(Collected data)

┌────────

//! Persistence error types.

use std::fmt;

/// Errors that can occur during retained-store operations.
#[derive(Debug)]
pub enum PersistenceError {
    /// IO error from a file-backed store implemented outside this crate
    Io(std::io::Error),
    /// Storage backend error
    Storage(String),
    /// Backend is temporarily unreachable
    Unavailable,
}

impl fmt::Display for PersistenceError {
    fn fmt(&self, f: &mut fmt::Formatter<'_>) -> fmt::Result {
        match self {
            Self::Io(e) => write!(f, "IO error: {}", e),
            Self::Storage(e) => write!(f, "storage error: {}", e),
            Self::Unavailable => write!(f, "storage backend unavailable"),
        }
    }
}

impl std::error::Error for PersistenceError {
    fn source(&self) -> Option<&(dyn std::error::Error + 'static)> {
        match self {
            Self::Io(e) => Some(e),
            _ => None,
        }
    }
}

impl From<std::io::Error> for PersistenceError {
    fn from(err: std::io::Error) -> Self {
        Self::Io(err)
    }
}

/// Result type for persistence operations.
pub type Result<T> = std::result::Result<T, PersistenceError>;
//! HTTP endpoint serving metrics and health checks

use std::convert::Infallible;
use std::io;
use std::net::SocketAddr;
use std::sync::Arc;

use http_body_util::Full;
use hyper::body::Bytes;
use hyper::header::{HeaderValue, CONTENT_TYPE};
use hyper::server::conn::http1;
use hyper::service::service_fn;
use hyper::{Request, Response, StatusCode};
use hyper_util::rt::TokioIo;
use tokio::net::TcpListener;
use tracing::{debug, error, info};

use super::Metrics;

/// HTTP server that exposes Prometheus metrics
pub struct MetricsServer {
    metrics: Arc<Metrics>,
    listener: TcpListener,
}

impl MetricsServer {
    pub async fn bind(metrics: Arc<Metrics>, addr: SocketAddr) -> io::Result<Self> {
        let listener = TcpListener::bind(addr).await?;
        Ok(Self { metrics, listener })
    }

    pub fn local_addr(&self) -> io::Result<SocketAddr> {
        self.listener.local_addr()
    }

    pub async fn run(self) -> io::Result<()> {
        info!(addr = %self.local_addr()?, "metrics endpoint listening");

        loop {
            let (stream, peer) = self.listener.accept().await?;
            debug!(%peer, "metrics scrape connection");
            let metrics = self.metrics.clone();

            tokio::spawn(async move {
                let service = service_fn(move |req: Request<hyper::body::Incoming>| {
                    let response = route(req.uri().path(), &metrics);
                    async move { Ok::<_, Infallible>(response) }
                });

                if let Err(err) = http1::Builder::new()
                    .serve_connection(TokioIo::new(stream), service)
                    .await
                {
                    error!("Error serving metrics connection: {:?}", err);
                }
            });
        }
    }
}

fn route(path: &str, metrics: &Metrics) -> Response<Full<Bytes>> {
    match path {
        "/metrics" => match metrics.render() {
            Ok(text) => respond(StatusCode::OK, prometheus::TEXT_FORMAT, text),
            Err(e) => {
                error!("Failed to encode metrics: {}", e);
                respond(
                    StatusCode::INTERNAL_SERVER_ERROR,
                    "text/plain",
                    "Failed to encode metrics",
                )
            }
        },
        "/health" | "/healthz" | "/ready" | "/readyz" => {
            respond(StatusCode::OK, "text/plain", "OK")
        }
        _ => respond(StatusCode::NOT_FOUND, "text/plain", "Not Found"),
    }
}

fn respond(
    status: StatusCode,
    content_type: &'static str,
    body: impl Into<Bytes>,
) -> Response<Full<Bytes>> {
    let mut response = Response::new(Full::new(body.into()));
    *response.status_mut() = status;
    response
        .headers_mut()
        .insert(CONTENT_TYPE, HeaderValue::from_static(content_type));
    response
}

└────────

REQUIREMENT = Please make an exact copy of every record, leaving nothing out.

ANSWER FOR THIS EXERCISE =
//! Persistence error types.

use std::fmt;

/// Errors that can occur during retained-store operations.
#[derive(Debug)]
pub enum PersistenceError {
    /// IO error from a file-backed store implemented outside this crate
    Io(std::io::Error),
    /// Storage backend error
    Storage(String),
    /// Backend is temporarily unreachable
    Unavailable,
}

impl fmt::Display for PersistenceError {
    fn fmt(&self, f: &mut fmt::Formatter<'_>) -> fmt::Result {
        match self {
            Self::Io(e) => write!(f, "IO error: {}", e),
            Self::Storage(e) => write!(f, "storage error: {}", e),
            Self::Unavailable => write!(f, "storage backend unavailable"),
        }
    }
}

impl std::error::Error for PersistenceError {
    fn source(&self) -> Option<&(dyn std::error::Error + 'static)> {
        match self {
            Self::Io(e) => Some(e),
            _ => None,
        }
    }
}

impl From<std::io::Error> for PersistenceError {
    fn from(err: std::io::Error) -> Self {
        Self::Io(err)
    }
}

/// Result type for persistence operations.
pub type Result<T> = std::result::Result<T, PersistenceError>;
//! HTTP endpoint serving metrics and health checks

use std::convert::Infallible;
use std::io;
use std::net::SocketAddr;
use std::sync::Arc;

use http_body_util::Full;
use hyper::body::Bytes;
use hyper::header::{HeaderValue, CONTENT_TYPE};
use hyper::server::conn::http1;
use hyper::service::service_fn;
use hyper::{Request, Response, StatusCode};
use hyper_util::rt::TokioIo;
use tokio::net::TcpListener;
use tracing::{debug, error, info};

use super::Metrics;

/// HTTP server that exposes Prometheus metrics
pub struct MetricsServer {
    metrics: Arc<Metrics>,
    listener: TcpListener,
}

impl MetricsServer {
    pub async fn bind(metrics: Arc<Metrics>, addr: SocketAddr) -> io::Result<Self> {
        let listener = TcpListener::bind(addr).await?;
        Ok(Self { metrics, listener })
    }

    pub fn local_addr(&self) -> io::Result<SocketAddr> {
        self.listener.local_addr()
    }

    pub async fn run(self) -> io::Result<()> {
        info!(addr = %self.local_addr()?, "metrics endpoint listening");

        loop {
            let (stream, peer) = self.listener.accept().await?;
            debug!(%peer, "metrics scrape connection");
            let metrics = self.metrics.clone();

            tokio::spawn(async move {
                let service = service_fn(move |req: Request<hyper::body::Incoming>| {
                    let response = route(req.uri().path(), &metrics);
                    async move { Ok::<_, Infallible>(response) }
                });

                if let Err(err) = http1::Builder::new()
                    .serve_connection(TokioIo::new(stream), service)
                    .await
                {
                    error!("Error serving metrics connection: {:?}", err);
                }
            });
        }
    }
}

fn route(path: &str, metrics: &Metrics) -> Response<Full<Bytes>> {
    match path {
        "/metrics" => match metrics.render() {
            Ok(text) => respond(StatusCode::OK, prometheus::TEXT_FORMAT, text),
            Err(e) => {
                error!("Failed to encode metrics: {}", e);
                respond(
                    StatusCode::INTERNAL_SERVER_ERROR,
                    "text/plain",
                    "Failed to encode metrics",
                )
            }
        },
        "/health" | "/healthz" | "/ready" | "/readyz" => {
            respond(StatusCode::OK, "text/plain", "OK")
        }
        _ => respond(StatusCode::NOT_FOUND, "text/plain", "Not Found"),
    }
}

fn respond(
    status: StatusCode,
    content_type: &'static str,
    body: impl Into<Bytes>,
) -> Response<Full<Bytes>> {
    let mut response = Response::new(Full::new(body.into()));
    *response.status_mut() = status;
    response
        .headers_mut()
        .insert(CONTENT_TYPE, HeaderValue::from_static(content_type));
    response
}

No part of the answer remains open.